横島は作業を再開して暖を取りつつも、美神の雄雄しい姿に首を捻った。
…その、捻った先に。
「あったまるわー…日本人はかくあるべきよね」
「大人しいと思ったらタマモーーーっ!! 何かまくらん中で甘酒飲んで和んでやがるっ!?」
一人サイズのかまくらの中で、どてらを着込んだ妖狐の少女、タマモが頬を薄っすらと紅色に染めて悦に入っていた。カセットコンロに仕掛けられた鍋から甘酒の良い匂いが漂ってくる。
「何よー。うるさいわね、ヨコシマは風情ってものを知らないの? がさつー」
「いつの間にんなもん用意した!?」
「かまくらはシロ。甘酒はおキヌちゃん。どてらは私」
「お前はだだ甘えかっ!? 自慢の冬毛で防寒しろよ!?」
「私ホンドギツネだからー」
「国産かい九尾の狐っ!?」
「よし、こんなもんね」
「って美神さん仕事早っ!?」
1メートルほど積んだ雪山は四角く整形し、中心を刳り貫いて人が隠れるための砦にする。雪原には同じような雪の砦が幾つも点在し、俄かに決戦の地の体裁が整えられた。

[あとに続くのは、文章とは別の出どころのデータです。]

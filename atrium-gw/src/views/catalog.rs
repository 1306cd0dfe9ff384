//! Catalog index and detail view-models
//!
//! Services, solutions, products, and industries share one index shape; the
//! products page additionally carries testimonials. Detail pages resolve
//! live-then-fallback by slug.

use super::{cached, catalog_view, page_field, CatalogItemView};
use crate::{fallback, repos, AppState};
use atrium_common::normalize::strip_html;
use atrium_common::wordpress::WpItem;
use serde::Serialize;
use serde_json::Value;

#[derive(Debug, Serialize)]
pub struct CatalogIndexView {
    pub heading: String,
    pub intro: String,
    pub items: Vec<CatalogItemView>,
    #[serde(skip_serializing_if = "Option::is_none")]
    pub testimonials: Option<Vec<Testimonial>>,
}

#[derive(Debug, Serialize)]
pub struct Testimonial {
    pub quote: String,
    pub author: String,
    pub role: String,
    pub company: String,
}

fn testimonial_view(item: &WpItem) -> Testimonial {
    Testimonial {
        quote: strip_html(item.acf_str("quote").unwrap_or_default()),
        author: item.title_text(),
        role: item.acf_text("role").unwrap_or_default(),
        company: item.acf_text("company").unwrap_or_default(),
    }
}

#[derive(Clone, Copy)]
enum CatalogKind {
    Services,
    Solutions,
    Products,
    Industries,
}

impl CatalogKind {
    fn page_slug(self) -> &'static str {
        match self {
            Self::Services => "services",
            Self::Solutions => "solutions",
            Self::Products => "products",
            Self::Industries => "industries",
        }
    }

    fn path(self) -> &'static str {
        match self {
            Self::Services => "/services",
            Self::Solutions => "/solutions",
            Self::Products => "/products",
            Self::Industries => "/industries",
        }
    }

    fn tags(self) -> &'static [&'static str] {
        match self {
            Self::Services => &["page-services", "services"],
            Self::Solutions => &["page-solutions", "solutions"],
            Self::Products => &["page-products", "products", "testimonials"],
            Self::Industries => &["page-industries", "industries"],
        }
    }

    fn default_heading(self) -> &'static str {
        match self {
            Self::Services => "Services",
            Self::Solutions => "Solutions",
            Self::Products => "Products",
            Self::Industries => "Industries",
        }
    }

    fn default_intro(self) -> &'static str {
        match self {
            Self::Services => "Senior teams for the work between idea and production.",
            Self::Solutions => "Packaged engagements for the problems we solve most often.",
            Self::Products => "Software we build, run, and stand behind.",
            Self::Industries => "Domain experience where the constraints are the product.",
        }
    }

    fn fallback_items(self) -> Vec<CatalogItemView> {
        match self {
            Self::Services => fallback::SERVICES.clone(),
            Self::Solutions => fallback::SOLUTIONS.clone(),
            Self::Products => fallback::PRODUCTS.clone(),
            Self::Industries => fallback::INDUSTRIES.clone(),
        }
    }
}

async fn resolve_index(state: &AppState, kind: CatalogKind) -> Option<Value> {
    cached(state, kind.path(), kind.tags(), assemble_index(state, kind)).await
}

async fn assemble_index(state: &AppState, kind: CatalogKind) -> Option<Value> {
    let wp = &state.wp;
    let with_testimonials = matches!(kind, CatalogKind::Products);

    let (page, items, testimonials) = tokio::join!(
        repos::pages::get_page(wp, kind.page_slug()),
        async {
            match kind {
                CatalogKind::Services => repos::catalog::get_services(wp).await,
                CatalogKind::Solutions => repos::catalog::get_solutions(wp).await,
                CatalogKind::Products => repos::catalog::get_products(wp).await,
                CatalogKind::Industries => repos::catalog::get_industries(wp).await,
            }
        },
        async {
            if with_testimonials {
                repos::sections::get_testimonials(wp).await
            } else {
                Vec::new()
            }
        },
    );
    let page = page.as_ref();

    let items: Vec<CatalogItemView> = if items.is_empty() {
        kind.fallback_items()
    } else {
        items.iter().map(catalog_view).collect()
    };

    let view = CatalogIndexView {
        heading: page_field(page, "heading", kind.default_heading()),
        intro: page_field(page, "intro", kind.default_intro()),
        items,
        testimonials: with_testimonials
            .then(|| testimonials.iter().map(testimonial_view).collect()),
    };

    serde_json::to_value(view).ok()
}

pub async fn services_index(state: &AppState) -> Option<Value> {
    resolve_index(state, CatalogKind::Services).await
}

pub async fn solutions_index(state: &AppState) -> Option<Value> {
    resolve_index(state, CatalogKind::Solutions).await
}

pub async fn products_index(state: &AppState) -> Option<Value> {
    resolve_index(state, CatalogKind::Products).await
}

pub async fn industries_index(state: &AppState) -> Option<Value> {
    resolve_index(state, CatalogKind::Industries).await
}

async fn detail(
    state: &AppState,
    path: &str,
    tag: &str,
    live: Option<WpItem>,
    fallback_item: Option<CatalogItemView>,
) -> Option<Value> {
    cached(state, path, &[tag], async {
        let view = match live {
            Some(item) => catalog_view(&item),
            None => fallback_item?,
        };
        serde_json::to_value(view).ok()
    })
    .await
}

pub async fn product_detail(state: &AppState, slug: &str) -> Option<Value> {
    let live = repos::catalog::get_product_by_slug(&state.wp, slug).await;
    detail(
        state,
        &format!("/products/{slug}"),
        "products",
        live,
        fallback::product_by_slug(slug),
    )
    .await
}

pub async fn service_detail(state: &AppState, slug: &str) -> Option<Value> {
    let live = repos::catalog::get_service_by_slug(&state.wp, slug).await;
    detail(
        state,
        &format!("/services/{slug}"),
        "services",
        live,
        fallback::service_by_slug(slug),
    )
    .await
}

pub async fn solution_detail(state: &AppState, slug: &str) -> Option<Value> {
    let live = repos::catalog::get_solution_by_slug(&state.wp, slug).await;
    detail(
        state,
        &format!("/solutions/{slug}"),
        "solutions",
        live,
        fallback::solution_by_slug(slug),
    )
    .await
}

pub async fn industry_detail(state: &AppState, slug: &str) -> Option<Value> {
    let live = repos::catalog::get_industry_by_slug(&state.wp, slug).await;
    detail(
        state,
        &format!("/industries/{slug}"),
        "industries",
        live,
        fallback::industry_by_slug(slug),
    )
    .await
}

本陣となるコブラの側には一際大きな砦が設営され、中では横島とシロを除く三名が、作戦会議よろしく額を寄せ合って喋っていた。
「敵方の部隊規模は、この寒波から察するに例年以上と思われるわ。雑魚の相手は前衛組に任せて、私達は直接将軍の首を狙うわよ」
「タマモちゃん駄目でしょ? あの甘酒はお仕事が終わった後に皆に振舞おうと思って、用意してたんだから」
「だって寒かったんだもん…」
「最前線で偵察任務に就いてる横島君から発見の報が有り次第、討って出るわ。シロの機動力を囮に、横島君のうざったさを餌にして」
「そもそもタマモちゃん? 今朝だって私が起こしに行くまでベッドから出てこないなんて、小学生じゃないんだから。寒くてもちゃんと一人で起きられるようにならないと、社会に出てから困るでしょ」
「私もう働いてるじゃん…」
「おキヌちゃんのネクロマンサーの笛で、敵部隊を同士討ちさせるのもアリね。タマモには幻覚でサポートしてもらって…」
「あんまり屁理屈言うと、お揚げのお料理もう作らないよ?」
「お、鬼!? おキヌちゃんの鬼嫁っ! 旦那に言いつけてやるっ」
「えうっ!? だ、誰が鬼嫁ですかっ!? そして旦那って誰っ!?」
「ふっふーん…教えてほしければお揚げ料理廃止を撤回することねっ!」
「な、せ、せめてヒントだけでもっ!」
「そーねぇ…ヒントその一、鈍感」
「きゃあああ!? でもそれだけじゃまだ…!」
「その二、意外と初心」
「きゃああああ!? すっごい絞り込まれた!? あと一歩で核心に…」
「その三、どスケぶっ!」
「きゃあああああ!? ど真ん中っ!? 私、お嫁さんになりゅっ!?」
「タマモは黙れおキヌちゃんは落ち着け!! 甘酒からどんだけ話題ズレてんのあんた達はっ!?」
ぺしぺしっとタマモとおキヌの頭をはたいた美神が怒っているのは、自分の話を二人が聞いていなかった、それだけの理由ではないようだ。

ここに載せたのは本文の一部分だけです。